Regulators are also set on letting children and adults get their third shot of Pfizer’s vaccine five months after receiving the second dose, instead of the current recommended six months, people with knowledge on the FDA’s workings told The New York Times on Thursday.
Pfizer’s booster is currently approved for people 16 years and older, though children as young as five years old are eligible for the two-dose series.
The Centers for Disease Control and Prevention’s (CDC) vaccine advisory committee plans to vote mid-next week on whether to recommend the revisions to Pfizer’s booster use. If the CDC committee agrees with the FDA’s expected approvals, CDC Director Rochelle Walensky could quickly endorse the changes.
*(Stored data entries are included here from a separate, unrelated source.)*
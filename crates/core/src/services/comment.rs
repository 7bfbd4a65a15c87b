//! Comment service.

use posts_common::{AppError, AppResult, CommentPolicy, RequestContext};
use posts_db::entities::comment;
use posts_db::{CommentStoreRef, NewComment, PostStoreRef};
use tracing::{debug, warn};

use crate::services::jobs::JobSender;
use crate::services::locks::PostLocks;
use crate::services::notification::{Notice, NoticeKind};

/// Input for creating a comment.
#[derive(Debug, Clone)]
pub struct CreateCommentInput {
    pub post_id: i64,
    pub user_id: i64,
    pub content: String,
}

/// Comment service for business logic.
#[derive(Clone)]
pub struct CommentService {
    comment_store: CommentStoreRef,
    post_store: PostStoreRef,
    locks: PostLocks,
    jobs: JobSender,
    policy: CommentPolicy,
}

impl CommentService {
    /// Create a new comment service.
    #[must_use]
    pub const fn new(
        comment_store: CommentStoreRef,
        post_store: PostStoreRef,
        locks: PostLocks,
        jobs: JobSender,
        policy: CommentPolicy,
    ) -> Self {
        Self {
            comment_store,
            post_store,
            locks,
            jobs,
            policy,
        }
    }

    /// Store a comment and notify the post owner.
    ///
    /// With [`CommentPolicy::RejectMissingPost`] a comment on a missing post
    /// fails with `PostNotFound` and nothing is stored. With
    /// [`CommentPolicy::AcceptWithoutNotification`] it is stored and the
    /// notification is skipped. The post lock is held from the existence
    /// check to the insert, so a concurrent post delete cannot slip between.
    pub async fn create(
        &self,
        ctx: &RequestContext,
        input: CreateCommentInput,
    ) -> AppResult<comment::Model> {
        ctx.check()?;
        let post_id = input.post_id;
        let _guard = self.locks.lock(post_id).await;

        let owner = match self.policy {
            CommentPolicy::RejectMissingPost => {
                let post = self
                    .post_store
                    .find_by_id(post_id)
                    .await?
                    .ok_or(AppError::PostNotFound(post_id))?;
                Some(post.user_id)
            }
            CommentPolicy::AcceptWithoutNotification => None,
        };

        let comment = self
            .comment_store
            .insert(NewComment {
                user_id: input.user_id,
                post_id,
                content: input.content,
            })
            .await?;

        let owner = match owner {
            Some(owner) => Some(owner),
            None => self.lookup_owner(post_id).await,
        };

        match owner {
            Some(to_user_id) => {
                self.jobs.notify(
                    ctx,
                    Notice {
                        from_user_id: comment.user_id,
                        to_user_id,
                        kind: NoticeKind::Comment,
                    },
                );
            }
            None => debug!(post_id, comment_id = comment.id, "Comment on missing post, not notifying"),
        }

        Ok(comment)
    }

    async fn lookup_owner(&self, post_id: i64) -> Option<i64> {
        match self.post_store.find_by_id(post_id).await {
            Ok(post) => post.map(|p| p.user_id),
            Err(e) => {
                warn!(post_id, error = %e, "Post lookup failed, skipping notification");
                None
            }
        }
    }

    /// Delete a comment. Deleting a missing comment succeeds.
    pub async fn delete(&self, ctx: &RequestContext, id: i64) -> AppResult<()> {
        ctx.check()?;
        if self.comment_store.delete(id).await? == 0 {
            debug!(comment_id = id, "No comment to delete");
        }
        Ok(())
    }

    /// Comments on a post, oldest first.
    pub async fn list_by_post(
        &self,
        ctx: &RequestContext,
        post_id: i64,
    ) -> AppResult<Vec<comment::Model>> {
        ctx.check()?;
        self.comment_store.find_by_post(post_id).await
    }
}

#[cfg(test)]
#[allow(clippy::unwrap_used)]
mod tests {
    use super::*;
    use crate::services::jobs::{JobHandle, JobService, JobWorkerContext};
    use crate::services::notification::NotificationDispatcher;
    use crate::testing::{RecordingEventPublisher, RecordingMediaService, StaticUserDirectory};
    use posts_common::config::JobsConfig;
    use crate::services::post::PostService;
    use posts_db::{CommentStore, InMemoryStore, NewPost, PostStore};
    use serde_json::json;
    use std::sync::Arc;

    struct Fixture {
        store: Arc<InMemoryStore>,
        events: Arc<RecordingEventPublisher>,
        service: CommentService,
        jobs: JobHandle,
    }

    fn fixture(policy: CommentPolicy) -> Fixture {
        let store = Arc::new(InMemoryStore::new());
        let events = Arc::new(RecordingEventPublisher::new());
        let users = StaticUserDirectory::new()
            .with_user(1, "auth0|owner", "owner")
            .with_user(2, "auth0|guest", "guest");
        let job_service = JobService::new(&JobsConfig::default());
        let service = CommentService::new(
            store.clone(),
            store.clone(),
            PostLocks::new(),
            job_service.sender(),
            policy,
        );
        let jobs = job_service.start(JobWorkerContext {
            notifications: NotificationDispatcher::new(
                Arc::new(users),
                events.clone(),
                "notifications",
            ),
            media: Arc::new(RecordingMediaService::new()),
        });

        Fixture {
            store,
            events,
            service,
            jobs,
        }
    }

    async fn create_post(store: &InMemoryStore) -> i64 {
        PostStore::insert(
            store,
            NewPost {
                user_id: 1,
                description: "Market".to_string(),
                media_id: 3,
            },
        )
        .await
        .unwrap()
        .id
    }

    fn input(post_id: i64, content: &str) -> CreateCommentInput {
        CreateCommentInput {
            post_id,
            user_id: 2,
            content: content.to_string(),
        }
    }

    #[tokio::test]
    async fn test_create_notifies_owner() {
        let f = fixture(CommentPolicy::default());
        let ctx = RequestContext::new();
        let post_id = create_post(&f.store).await;

        let comment = f.service.create(&ctx, input(post_id, "Great light")).await.unwrap();
        f.jobs.shutdown().await;

        assert_eq!(comment.content, "Great light");
        assert_eq!(
            f.events.published().await,
            vec![(
                "notifications".to_string(),
                json!({
                    "message": "guest commented on your post.",
                    "userAuthId": "auth0|owner",
                    "notificationType": "comment"
                })
            )]
        );
    }

    #[tokio::test]
    async fn test_reject_policy_on_missing_post() {
        let f = fixture(CommentPolicy::RejectMissingPost);
        let ctx = RequestContext::new();

        let result = f.service.create(&ctx, input(999, "hello?")).await;
        f.jobs.shutdown().await;

        assert!(matches!(result, Err(AppError::PostNotFound(999))));
        assert!(f.service.list_by_post(&ctx, 999).await.unwrap().is_empty());
        assert!(f.events.published().await.is_empty());
    }

    #[tokio::test]
    async fn test_accept_policy_on_missing_post() {
        let f = fixture(CommentPolicy::AcceptWithoutNotification);
        let ctx = RequestContext::new();

        let comment = f.service.create(&ctx, input(999, "hello?")).await.unwrap();
        f.jobs.shutdown().await;

        let listed = f.service.list_by_post(&ctx, 999).await.unwrap();
        assert_eq!(listed, vec![comment]);
        assert!(f.events.published().await.is_empty());
    }

    #[tokio::test]
    async fn test_accept_policy_still_notifies_existing_post() {
        let f = fixture(CommentPolicy::AcceptWithoutNotification);
        let ctx = RequestContext::new();
        let post_id = create_post(&f.store).await;

        f.service.create(&ctx, input(post_id, "nice")).await.unwrap();
        f.jobs.shutdown().await;

        assert_eq!(f.events.published().await.len(), 1);
    }

    #[tokio::test]
    async fn test_list_oldest_first() {
        let f = fixture(CommentPolicy::default());
        let ctx = RequestContext::new();
        let post_id = create_post(&f.store).await;

        for content in ["one", "two", "three"] {
            f.service.create(&ctx, input(post_id, content)).await.unwrap();
        }

        let contents: Vec<_> = f
            .service
            .list_by_post(&ctx, post_id)
            .await
            .unwrap()
            .into_iter()
            .map(|c| c.content)
            .collect();
        assert_eq!(contents, vec!["one", "two", "three"]);
    }

    #[tokio::test]
    async fn test_delete_is_idempotent() {
        let f = fixture(CommentPolicy::default());
        let ctx = RequestContext::new();
        let post_id = create_post(&f.store).await;
        let comment = f.service.create(&ctx, input(post_id, "bye")).await.unwrap();

        f.service.delete(&ctx, comment.id).await.unwrap();
        f.service.delete(&ctx, comment.id).await.unwrap();

        assert!(f.service.list_by_post(&ctx, post_id).await.unwrap().is_empty());
    }

    /// Post store that pauses after every lookup.
    struct SlowLookupStore {
        inner: Arc<InMemoryStore>,
        delay: std::time::Duration,
    }

    #[async_trait::async_trait]
    impl PostStore for SlowLookupStore {
        async fn insert(&self, post: NewPost) -> AppResult<posts_db::entities::post::Model> {
            PostStore::insert(self.inner.as_ref(), post).await
        }

        async fn find_by_id(&self, id: i64) -> AppResult<Option<posts_db::entities::post::Model>> {
            let post = PostStore::find_by_id(self.inner.as_ref(), id).await;
            tokio::time::sleep(self.delay).await;
            post
        }

        async fn find_by_user_id(
            &self,
            user_id: i64,
        ) -> AppResult<Vec<posts_db::entities::post::Model>> {
            self.inner.find_by_user_id(user_id).await
        }

        async fn find_by_user_ids(
            &self,
            user_ids: &[i64],
        ) -> AppResult<Vec<posts_db::entities::post::Model>> {
            self.inner.find_by_user_ids(user_ids).await
        }

        async fn update_counters(
            &self,
            id: i64,
            total_likes: i32,
            total_unlikes: i32,
        ) -> AppResult<posts_db::entities::post::Model> {
            self.inner.update_counters(id, total_likes, total_unlikes).await
        }

        async fn delete_with_associations(&self, id: i64) -> AppResult<()> {
            self.inner.delete_with_associations(id).await
        }
    }

    #[tokio::test]
    async fn test_comment_racing_post_delete_leaves_no_orphan() {
        let store = Arc::new(InMemoryStore::new());
        let slow = Arc::new(SlowLookupStore {
            inner: store.clone(),
            delay: std::time::Duration::from_millis(10),
        });
        let locks = PostLocks::new();
        let job_service = JobService::new(&JobsConfig::default());

        let comments = CommentService::new(
            store.clone(),
            slow,
            locks.clone(),
            job_service.sender(),
            CommentPolicy::RejectMissingPost,
        );
        let posts = PostService::new(
            store.clone(),
            store.clone(),
            store.clone(),
            Arc::new(RecordingMediaService::new()),
            locks,
            job_service.sender(),
        );
        let post_id = create_post(&store).await;
        let ctx = RequestContext::new();

        let (created, deleted) = tokio::join!(
            comments.create(&ctx, input(post_id, "just in time")),
            posts.delete(&ctx, post_id),
        );

        assert!(created.is_ok() || matches!(created, Err(AppError::PostNotFound(_))));
        deleted.unwrap();
        assert!(PostStore::find_by_id(store.as_ref(), post_id).await.unwrap().is_none());
        assert!(
            CommentStore::find_by_post(store.as_ref(), post_id)
                .await
                .unwrap()
                .is_empty()
        );
    }
}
It comes amid the Omicron variant spreads and as the US broke a single-day record with nearly half a million coronavirus cases – more than 488,000 – on Wednesday, according to a New York Times database. That is almost double the figure of the worst days last winter.
More than 70% of Americans 12 years and older are fully vaccinated, according to the CDC. At least 1.8million children have tested positive for Covid-19, agency data shows.
Children appear better able to withstand coronavirus infections versus adults, but a record number of kids have been hospitalized since Omicron was detected. During the week of December 21 to 27, an average of 334 youth under the age of 17 were admitted to hospitals per day with Covid-19, a 58% hike from the prior week, according to the CDC. Most of the children who were hospitalized were not vaccinated.
‘It’s just so heartbreaking,’ said Dr Paul Offit, an infectious-disease expert at Children’s Hospital of Philadelphia. ‘It was hard enough last year, but now you know that you have a way to prevent all this.’
The CDC on Thursday released two studies supporting coronavirus vaccines for children. One study showed it was very rare for children ages five to 11 who took the Pfizer jab to develop a serious health problem. The second study, including hundreds of pediatric hospitals in US six cities last summer, found that nearly all adolescents who got seriously ill with the coronavirus had not been fully vaccinated.